One approach to supplying service in such potentially variable loads is to build an infrastructure scaled to meet peak demand. Such a solution may, however, entail a significant cost penalty.

The idea behind utility computing is to allow organisations to allocate sufficient resources to meet the service level requirements of users as the demand changes. When more users require use of the system, the infrastructure allocates more resources (scales up) and when demand lowers the system scales back down and releases any excess capacity.

Clearly any attempt to implement such systems demands that all of the solution components be capable of operating in such a flexible fashion. To this end, several of the leading vendors have produced a range of tools and products designed to operate in such on demand environments. Typically such offerings have included server engines, storage systems and sophisticated management tools to allocate and de-allocate resources in response to varying user demand.

At this moment in time a number of vendors, including IBM, Hewlett Packard, SUN, Dell and a number of others, can supply IT infrastructures capable of operating in such an on demand fashion. However, while these systems are very good at allocating and de-allocating physical resources as and when required and can manage the application software deployed on these systems, there is one area of cost associated with this type of operation that has received comparatively little attention, namely the licensing of the software applications and tools deployed.

Currently most of the software vendors operate on models whereby they 'sell' licenses for each product.

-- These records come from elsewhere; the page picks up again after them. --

use std::collections::BTreeMap;

use bytes::Bytes;
use tokio::sync::broadcast;
use tokio_util::sync::CancellationToken;
use tracing::{debug, info};

use crate::engine::{EngineError, HistoryFormat, TerminalEngine};

/// Unique identifier for an attached client. Increases with every attach, so
/// the largest id is the most recently attached client.
pub type ClientId = u64;

/// Daemon lifecycle state.
#[derive(Debug, Clone, Copy, PartialEq, Eq)]
pub enum DaemonState {
    Starting,
    Running,
    Draining,
    Terminated,
}

impl std::fmt::Display for DaemonState {
    fn fmt(&self, f: &mut std::fmt::Formatter<'_>) -> std::fmt::Result {
        match self {
            DaemonState::Starting => write!(f, "starting"),
            DaemonState::Running => write!(f, "running"),
            DaemonState::Draining => write!(f, "draining"),
            DaemonState::Terminated => write!(f, "terminated"),
        }
    }
}

#[derive(Debug)]
struct AttachedClient {
    cols: u16,
    rows: u16,
    /// Cancelled when this client is detached from elsewhere.
    detach: CancellationToken,
}

/// What a newly attached client starts from.
pub struct Attachment {
    pub id: ClientId,
    /// Replay-format snapshot. Empty when nothing has been output yet.
    pub snapshot: Vec<u8>,
    /// Live output, starting exactly after `snapshot`.
    pub output: broadcast::Receiver<Bytes>,
    pub detach: CancellationToken,
    /// Size the PTY must take, if attaching changed it.
    pub apply_size: Option<(u16, u16)>,
}

/// Shared mutable session state: attached clients, focus, terminal engine and
/// the output fan-out channel.
///
/// Lives behind one mutex. PTY output is fed and published under that lock,
/// and attach snapshots and subscribes under it too, so no receiver ever sees
/// a byte twice or misses one between its snapshot and its first live chunk.
pub struct SessionCore {
    state: DaemonState,
    engine: Box<dyn TerminalEngine>,
    output_tx: broadcast::Sender<Bytes>,
    clients: BTreeMap<ClientId, AttachedClient>,
    focus: Option<ClientId>,
    next_client_id: ClientId,
    /// Size last applied to engine and PTY, as `(cols, rows)`.
    applied_size: (u16, u16),
    exit_code: Option<u32>,
}

impl SessionCore {
    pub fn new(
        engine: Box<dyn TerminalEngine>,
        output_channel_capacity: usize,
        initial_size: (u16, u16),
    ) -> Self {
        let (output_tx, _) = broadcast::channel(output_channel_capacity);
        Self {
            state: DaemonState::Starting,
            engine,
            output_tx,
            clients: BTreeMap::new(),
            focus: None,
            next_client_id: 1,
            applied_size: initial_size,
            exit_code: None,
        }
    }

    pub fn state(&self) -> DaemonState {
        self.state
    }

    pub fn set_state(&mut self, state: DaemonState) {
        debug!(
            event = "daemon.session.state_changed",
            from = %self.state,
            to = %state,
        );
        self.state = state;
    }

    pub fn exit_code(&self) -> Option<u32> {
        self.exit_code
    }

    pub fn set_exit_code(&mut self, code: Option<u32>) {
        self.exit_code = code;
    }

    pub fn client_count(&self) -> usize {
        self.clients.len()
    }

    pub fn focus(&self) -> Option<ClientId> {
        self.focus
    }

    pub fn is_focused(&self, id: ClientId) -> bool {
        self.focus == Some(id)
    }

    /// Interpret a PTY chunk and publish it to every attached client.
    pub fn feed(&mut self, chunk: Bytes) {
        self.engine.feed(&chunk);
        // No receivers just means nobody is attached.
        let _ = self.output_tx.send(chunk);
    }

    /// Attach a client and give it focus.
    ///
    /// The new client's size is applied before the snapshot is taken, so the
    /// snapshot matches the geometry the client will render at.
    pub fn attach(&mut self, cols: u16, rows: u16) -> Result<Attachment, EngineError> {
        let apply_size = self.apply((cols, rows));
        let snapshot = self
            .engine
            .serialize(HistoryFormat::Replay)?
            .unwrap_or_default();
        let output = self.output_tx.subscribe();

        let id = self.next_client_id;
        self.next_client_id += 1;
        let detach = CancellationToken::new();
        self.clients.insert(
            id,
            AttachedClient {
                cols,
                rows,
                detach: detach.clone(),
            },
        );
        self.focus = Some(id);

        info!(
            event = "daemon.client.attached",
            client_id = id,
            clients = self.clients.len(),
        );

        Ok(Attachment {
            id,
            snapshot,
            output,
            detach,
            apply_size,
        })
    }

    /// Remove a client. If it had focus, focus passes to the most recently
    /// attached remaining client and its size is returned for the PTY.
    pub fn detach(&mut self, id: ClientId) -> Option<(u16, u16)> {
        if self.clients.remove(&id).is_none() {
            return None;
        }
        info!(
            event = "daemon.client.detached",
            client_id = id,
            clients = self.clients.len(),
        );
        if self.focus != Some(id) {
            return None;
        }

        self.focus = self.clients.keys().next_back().copied();
        let next = self
            .focus
            .and_then(|next| self.clients.get(&next))
            .map(|c| (c.cols, c.rows))?;
        self.apply(next)
    }

    /// Detach every attached client. Returns how many there were.
    pub fn detach_all(&mut self) -> usize {
        let count = self.clients.len();
        for client in self.clients.values() {
            client.detach.cancel();
        }
        self.clients.clear();
        self.focus = None;
        info!(event = "daemon.client.detach_all_completed", clients = count);
        count
    }

    /// Record a client's size. Only the focused client's size is applied.
    pub fn resize(&mut self, id: ClientId, cols: u16, rows: u16) -> Option<(u16, u16)> {
        let client = self.clients.get_mut(&id)?;
        client.cols = cols;
        client.rows = rows;
        if self.focus == Some(id) {
            self.apply((cols, rows))
        } else {
            None
        }
    }

    pub fn history(&mut self, format: HistoryFormat) -> Result<Option<Vec<u8>>, EngineError> {
        self.engine.serialize(format)
    }

    fn apply(&mut self, size: (u16, u16)) -> Option<(u16, u16)> {
        let (cols, rows) = size;
        if size == self.applied_size || cols == 0 || rows == 0 {
            return None;
        }
        self.engine.resize(cols, rows);
        self.applied_size = size;
        Some(size)
    }
}
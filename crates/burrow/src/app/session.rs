use clap::{Arg, Command};

fn name_arg(help: &'static str) -> Arg {
    Arg::new("name").help(help).required(true).index(1)
}

fn command_arg() -> Arg {
    Arg::new("command")
        .help("Program and arguments to run (default: your shell)")
        .num_args(1..)
        .trailing_var_arg(true)
        .allow_hyphen_values(true)
        .index(2)
}

pub fn attach_command() -> Command {
    Command::new("attach")
        .visible_alias("a")
        .about("Attach to a session, starting it if needed")
        .long_about(
            "Attaches the current terminal to the named session. If no session by \
             that name is running, one is started with the given command first. \
             Press Ctrl-\\ to detach; the session keeps running.",
        )
        .arg(name_arg("Session name"))
        .arg(command_arg())
}

pub fn new_command() -> Command {
    Command::new("new")
        .about("Start a session in the background without attaching")
        .arg(name_arg("Session name"))
        .arg(command_arg())
}

pub fn fork_command() -> Command {
    Command::new("fork")
        .about("Start a copy of the current session")
        .long_about(
            "Starts a new, independent session running the same command in the same \
             directory as the session this is run from ($BURROW_SESSION). Without a \
             name the new session is called <source>-1, <source>-2, and so on. Does \
             not attach.",
        )
        .arg(
            Arg::new("name")
                .help("Name for the new session")
                .index(1),
        )
}

pub fn detach_command() -> Command {
    Command::new("detach")
        .about("Detach every client from a session")
        .arg(
            Arg::new("name")
                .help("Session name (default: the current session)")
                .index(1),
        )
}

pub fn kill_command() -> Command {
    Command::new("kill")
        .about("Kill a session's program and end the session")
        .arg(name_arg("Session name"))
}
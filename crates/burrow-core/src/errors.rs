use std::error::Error;

use burrow_daemon::{DaemonError, EngineError};
use burrow_protocol::{ErrorCode, IpcError, NameError};

/// Base trait for all burrow errors.
pub trait BurrowError: Error + Send + Sync + 'static {
    /// Error code for programmatic handling
    fn error_code(&self) -> &'static str;

    /// Whether the error was caused by user input rather than a fault.
    fn is_user_error(&self) -> bool {
        false
    }
}

/// Errors from registry, lifecycle and fork operations.
#[derive(Debug, thiserror::Error)]
pub enum CoreError {
    #[error("Not inside a burrow session: {var} is not set")]
    EnvironmentMissing { var: &'static str },

    #[error("Session '{name}' is unresponsive: {reason}")]
    SourceUnresponsive { name: String, reason: String },

    #[error("Session '{name}' already exists")]
    TargetExists { name: String },

    #[error("Too many sessions: '{base}-1' through '{base}-{limit}' are all taken")]
    NamesExhausted { base: String, limit: u32 },

    #[error("Allocation failed: {message}")]
    AllocationFailure { message: String },

    #[error("IO error ({context}): {source}")]
    Io {
        context: String,
        #[source]
        source: std::io::Error,
    },

    #[error("Malformed session entry '{encoded}': {reason}")]
    MalformedEncoding { encoded: String, reason: String },

    #[error("Invalid session name '{name}': {reason}")]
    InvalidName { name: String, reason: String },

    #[error("Failed to start session daemon: {message}")]
    Daemonize { message: String },

    #[error("Protocol error: {message}")]
    Protocol { message: String },

    #[error("Invalid config: {message}")]
    Config { message: String },

    #[error("No session named '{name}'")]
    SessionNotFound { name: String },

    #[error("Session daemon failed: {message}")]
    Daemon { message: String },
}

impl CoreError {
    pub fn io(context: impl Into<String>, source: std::io::Error) -> Self {
        CoreError::Io {
            context: context.into(),
            source,
        }
    }
}

impl BurrowError for CoreError {
    fn error_code(&self) -> &'static str {
        match self {
            CoreError::EnvironmentMissing { .. } => "ENVIRONMENT_MISSING",
            CoreError::SourceUnresponsive { .. } => "SOURCE_UNRESPONSIVE",
            CoreError::TargetExists { .. } => "TARGET_EXISTS",
            CoreError::NamesExhausted { .. } => "NAMES_EXHAUSTED",
            CoreError::AllocationFailure { .. } => "ALLOCATION_FAILURE",
            CoreError::Io { .. } => "IO_FAILURE",
            CoreError::MalformedEncoding { .. } => "MALFORMED_ENCODING",
            CoreError::InvalidName { .. } => "INVALID_NAME",
            CoreError::Daemonize { .. } => "DAEMONIZE_FAILED",
            CoreError::Protocol { .. } => "PROTOCOL_ERROR",
            CoreError::Config { .. } => "CONFIG_INVALID",
            CoreError::SessionNotFound { .. } => "SESSION_NOT_FOUND",
            CoreError::Daemon { .. } => "DAEMON_FAILED",
        }
    }

    fn is_user_error(&self) -> bool {
        matches!(
            self,
            CoreError::EnvironmentMissing { .. }
                | CoreError::TargetExists { .. }
                | CoreError::NamesExhausted { .. }
                | CoreError::InvalidName { .. }
                | CoreError::Config { .. }
                | CoreError::SessionNotFound { .. }
        )
    }
}

impl From<NameError> for CoreError {
    fn from(e: NameError) -> Self {
        match e {
            NameError::Invalid { name, reason } => CoreError::InvalidName { name, reason },
            NameError::Malformed { encoded, reason } => CoreError::MalformedEncoding {
                encoded,
                reason: reason.to_string(),
            },
        }
    }
}

impl From<IpcError> for CoreError {
    fn from(e: IpcError) -> Self {
        match e {
            IpcError::DaemonError {
                code: ErrorCode::AllocationFailed,
                message,
            } => CoreError::AllocationFailure { message },
            other => CoreError::Protocol {
                message: other.to_string(),
            },
        }
    }
}

impl From<DaemonError> for CoreError {
    fn from(e: DaemonError) -> Self {
        match e {
            DaemonError::ConfigInvalid(message) => CoreError::Config { message },
            DaemonError::Engine(EngineError::AllocationFailed { requested }) => {
                CoreError::AllocationFailure {
                    message: format!("terminal engine could not reserve {} bytes", requested),
                }
            }
            other => CoreError::Daemon {
                message: other.to_string(),
            },
        }
    }
}
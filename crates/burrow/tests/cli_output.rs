//! Integration tests for CLI output behavior
//!
//! The default behavior is quiet (no logs). Use -v/--verbose to enable logs.
//! Every test points HOME and BURROW_DIR at a temp directory so no real
//! sessions or config are touched.

use std::path::Path;
use std::process::{Command, Output};
use std::time::{Duration, Instant};

fn burrow(home: &Path, args: &[&str]) -> Command {
    let mut cmd = Command::new(env!("CARGO_BIN_EXE_burrow"));
    cmd.args(args)
        .env("HOME", home)
        .env("BURROW_DIR", home.join("sockets"))
        .env_remove("BURROW_SESSION")
        .env_remove("BURROW_LOG");
    cmd
}

fn run(cmd: &mut Command) -> Output {
    cmd.output().expect("Failed to execute burrow")
}

fn stderr(output: &Output) -> String {
    String::from_utf8_lossy(&output.stderr).to_string()
}

fn stdout(output: &Output) -> String {
    String::from_utf8_lossy(&output.stdout).to_string()
}

/// Names of live sessions according to `burrow list --json`.
fn live_names(home: &Path) -> Vec<String> {
    let output = run(&mut burrow(home, &["list", "--json"]));
    assert!(output.status.success(), "list failed: {}", stderr(&output));
    let sessions: Vec<serde_json::Value> =
        serde_json::from_slice(&output.stdout).expect("list --json should print a JSON array");
    sessions
        .iter()
        .filter_map(|s| s["name"].as_str().map(str::to_string))
        .collect()
}

fn wait_for(home: &Path, what: impl Fn(&[String]) -> bool) -> Vec<String> {
    let deadline = Instant::now() + Duration::from_secs(5);
    loop {
        let names = live_names(home);
        if what(&names) || Instant::now() > deadline {
            return names;
        }
        std::thread::sleep(Duration::from_millis(100));
    }
}

#[test]
fn test_list_empty_registry_is_quiet() {
    let home = tempfile::tempdir().unwrap();
    let output = run(&mut burrow(home.path(), &["list"]));

    assert!(
        output.status.success(),
        "burrow list failed with exit code {:?}. stderr: {}",
        output.status.code(),
        stderr(&output)
    );
    assert!(stdout(&output).contains("No sessions running"));
    assert!(
        stderr(&output).is_empty(),
        "Default quiet mode should have empty stderr, got: {}",
        stderr(&output)
    );
}

#[test]
fn test_list_json_empty_registry() {
    let home = tempfile::tempdir().unwrap();
    assert!(live_names(home.path()).is_empty());
}

#[test]
fn test_verbose_mode_logs_json_to_stderr() {
    let home = tempfile::tempdir().unwrap();
    let output = run(&mut burrow(home.path(), &["-v", "list"]));

    assert!(output.status.success());
    assert!(
        stderr(&output).contains(r#""event":"cli.list_started""#),
        "verbose mode should log JSON events, got: {}",
        stderr(&output)
    );
    assert!(!stdout(&output).contains(r#""event":"#));
}

#[test]
fn test_fork_outside_session_fails_descriptively() {
    let home = tempfile::tempdir().unwrap();
    let output = run(&mut burrow(home.path(), &["fork"]));

    assert!(!output.status.success());
    assert!(
        stderr(&output).contains("BURROW_SESSION"),
        "fork without a session should name the missing variable, got: {}",
        stderr(&output)
    );
}

#[test]
fn test_fork_from_dead_source_fails() {
    let home = tempfile::tempdir().unwrap();
    let output = run(burrow(home.path(), &["fork", "copy"]).env("BURROW_SESSION", "gone"));

    assert!(!output.status.success());
    assert!(
        stderr(&output).contains("gone"),
        "should name the unresponsive source, got: {}",
        stderr(&output)
    );
}

#[test]
fn test_detach_outside_session_without_name_fails() {
    let home = tempfile::tempdir().unwrap();
    let output = run(&mut burrow(home.path(), &["detach"]));

    assert!(!output.status.success());
    assert!(stderr(&output).contains("BURROW_SESSION"));
}

#[test]
fn test_kill_missing_session_fails() {
    let home = tempfile::tempdir().unwrap();
    let output = run(&mut burrow(home.path(), &["kill", "nothing-here"]));

    assert!(!output.status.success());
    assert!(stderr(&output).contains("nothing-here"));
}

#[test]
fn test_invalid_name_is_rejected() {
    let home = tempfile::tempdir().unwrap();
    let long = "x".repeat(65);
    let output = run(&mut burrow(home.path(), &["kill", &long]));

    assert!(!output.status.success());
    assert!(stderr(&output).contains("Invalid session name"));
}

#[test]
fn test_new_list_fork_kill_roundtrip() {
    let home = tempfile::tempdir().unwrap();
    let home = home.path();

    let output = run(&mut burrow(home, &["new", "e2e", "sleep", "30"]));
    assert!(output.status.success(), "new failed: {}", stderr(&output));
    assert!(stdout(&output).contains("Started"));

    let names = wait_for(home, |names| names.iter().any(|n| n == "e2e"));
    assert_eq!(names, vec!["e2e".to_string()]);

    // A second `new` finds the running session instead of starting another.
    let output = run(&mut burrow(home, &["new", "e2e", "sleep", "30"]));
    assert!(output.status.success());
    assert!(stdout(&output).contains("already running"));

    let output = run(burrow(home, &["fork"]).env("BURROW_SESSION", "e2e"));
    assert!(output.status.success(), "fork failed: {}", stderr(&output));
    assert!(stdout(&output).contains("e2e-1"));

    let names = wait_for(home, |names| names.len() == 2);
    assert_eq!(names, vec!["e2e".to_string(), "e2e-1".to_string()]);

    for name in ["e2e", "e2e-1"] {
        let output = run(&mut burrow(home, &["kill", name]));
        assert!(output.status.success(), "kill failed: {}", stderr(&output));
    }

    let names = wait_for(home, |names| names.is_empty());
    assert!(names.is_empty(), "sessions still listed: {:?}", names);
}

The licenses concerned may function in a variety of fashions, but most often operate on a 'per server', 'per CPU' or 'per user' fashion. Some applications may function on a 'concurrent' basis whereby the license covers simultaneous use by a specified number of users rather than of individually identified users.

In order to function cost-effectively, utility or on demand computing requires that software licences be made available on the fly and that consumers pay only for the software while the licenses are in use rather than for periods when the infrastructure has been scaled down.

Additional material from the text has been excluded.